Copy all lines below containing "true".
+++ PROVIDED DATA +++
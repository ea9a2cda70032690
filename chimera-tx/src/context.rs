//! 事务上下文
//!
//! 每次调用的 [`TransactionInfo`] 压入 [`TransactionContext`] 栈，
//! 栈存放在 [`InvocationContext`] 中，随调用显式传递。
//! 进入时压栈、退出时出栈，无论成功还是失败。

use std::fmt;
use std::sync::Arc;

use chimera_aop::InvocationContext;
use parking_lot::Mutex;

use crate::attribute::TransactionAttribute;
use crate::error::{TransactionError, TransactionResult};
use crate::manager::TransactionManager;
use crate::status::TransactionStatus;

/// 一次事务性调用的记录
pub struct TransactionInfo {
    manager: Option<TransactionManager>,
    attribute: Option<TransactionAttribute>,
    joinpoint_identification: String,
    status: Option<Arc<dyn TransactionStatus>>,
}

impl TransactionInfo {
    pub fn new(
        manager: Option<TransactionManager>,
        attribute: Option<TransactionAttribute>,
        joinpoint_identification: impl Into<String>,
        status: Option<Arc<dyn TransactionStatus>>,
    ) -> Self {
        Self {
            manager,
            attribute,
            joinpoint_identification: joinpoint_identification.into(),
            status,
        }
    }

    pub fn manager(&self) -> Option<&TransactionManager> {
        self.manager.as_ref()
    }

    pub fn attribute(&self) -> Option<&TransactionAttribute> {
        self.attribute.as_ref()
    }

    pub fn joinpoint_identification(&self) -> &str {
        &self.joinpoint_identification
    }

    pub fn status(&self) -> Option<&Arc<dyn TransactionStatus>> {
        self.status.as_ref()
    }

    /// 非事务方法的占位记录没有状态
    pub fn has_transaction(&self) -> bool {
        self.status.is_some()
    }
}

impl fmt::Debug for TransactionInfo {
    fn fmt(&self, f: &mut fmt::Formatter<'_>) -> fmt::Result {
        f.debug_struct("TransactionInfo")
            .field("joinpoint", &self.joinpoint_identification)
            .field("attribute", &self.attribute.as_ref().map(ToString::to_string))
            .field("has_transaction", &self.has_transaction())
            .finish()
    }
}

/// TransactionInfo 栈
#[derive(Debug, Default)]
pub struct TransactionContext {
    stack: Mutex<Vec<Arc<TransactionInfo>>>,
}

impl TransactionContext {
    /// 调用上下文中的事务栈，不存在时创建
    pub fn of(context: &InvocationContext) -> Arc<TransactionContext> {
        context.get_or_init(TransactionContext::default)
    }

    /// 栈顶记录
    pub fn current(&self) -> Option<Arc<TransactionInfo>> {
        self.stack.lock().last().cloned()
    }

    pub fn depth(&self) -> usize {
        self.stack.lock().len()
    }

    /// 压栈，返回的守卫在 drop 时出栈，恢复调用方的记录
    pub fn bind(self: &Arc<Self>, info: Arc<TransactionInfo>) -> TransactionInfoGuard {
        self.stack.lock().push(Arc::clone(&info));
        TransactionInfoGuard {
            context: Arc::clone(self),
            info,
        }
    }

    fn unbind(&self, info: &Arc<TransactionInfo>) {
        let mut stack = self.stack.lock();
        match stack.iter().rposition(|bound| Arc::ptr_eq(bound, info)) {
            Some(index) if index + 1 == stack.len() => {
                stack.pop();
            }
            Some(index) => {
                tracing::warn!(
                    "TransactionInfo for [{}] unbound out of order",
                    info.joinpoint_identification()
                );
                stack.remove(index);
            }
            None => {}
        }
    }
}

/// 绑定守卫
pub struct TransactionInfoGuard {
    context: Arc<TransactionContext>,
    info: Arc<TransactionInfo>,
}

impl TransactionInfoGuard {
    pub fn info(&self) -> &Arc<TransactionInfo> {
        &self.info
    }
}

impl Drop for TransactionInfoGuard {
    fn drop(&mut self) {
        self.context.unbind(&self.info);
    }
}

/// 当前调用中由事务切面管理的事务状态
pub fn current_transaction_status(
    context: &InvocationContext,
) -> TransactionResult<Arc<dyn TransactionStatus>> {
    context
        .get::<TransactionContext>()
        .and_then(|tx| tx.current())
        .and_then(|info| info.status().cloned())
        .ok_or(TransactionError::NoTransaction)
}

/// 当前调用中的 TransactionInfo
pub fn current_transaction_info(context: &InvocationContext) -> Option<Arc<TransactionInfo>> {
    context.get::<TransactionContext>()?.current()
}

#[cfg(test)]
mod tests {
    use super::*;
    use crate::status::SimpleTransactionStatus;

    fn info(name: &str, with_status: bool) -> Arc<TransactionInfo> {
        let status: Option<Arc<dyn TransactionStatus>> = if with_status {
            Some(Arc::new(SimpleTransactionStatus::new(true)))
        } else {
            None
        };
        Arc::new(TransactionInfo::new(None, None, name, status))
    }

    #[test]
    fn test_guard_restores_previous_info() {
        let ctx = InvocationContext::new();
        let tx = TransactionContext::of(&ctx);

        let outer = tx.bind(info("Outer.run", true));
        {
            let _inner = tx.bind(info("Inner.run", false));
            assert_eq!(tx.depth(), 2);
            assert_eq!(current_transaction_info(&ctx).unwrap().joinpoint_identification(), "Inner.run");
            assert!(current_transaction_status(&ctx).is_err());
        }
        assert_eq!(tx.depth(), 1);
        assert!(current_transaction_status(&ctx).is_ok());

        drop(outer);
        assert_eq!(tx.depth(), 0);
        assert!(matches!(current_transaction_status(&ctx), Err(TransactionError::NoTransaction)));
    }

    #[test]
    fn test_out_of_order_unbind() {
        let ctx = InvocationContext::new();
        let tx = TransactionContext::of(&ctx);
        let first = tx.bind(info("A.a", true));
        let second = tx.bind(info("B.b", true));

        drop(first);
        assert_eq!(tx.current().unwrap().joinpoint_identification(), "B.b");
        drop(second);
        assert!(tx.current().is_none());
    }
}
+++
→ REPLY TO THE EXERCISE
            Some(Arc::new(SimpleTransactionStatus::new(true)))
        let outer = tx.bind(info("Outer.run", true));
        let first = tx.bind(info("A.a", true));
        let second = tx.bind(info("B.b", true));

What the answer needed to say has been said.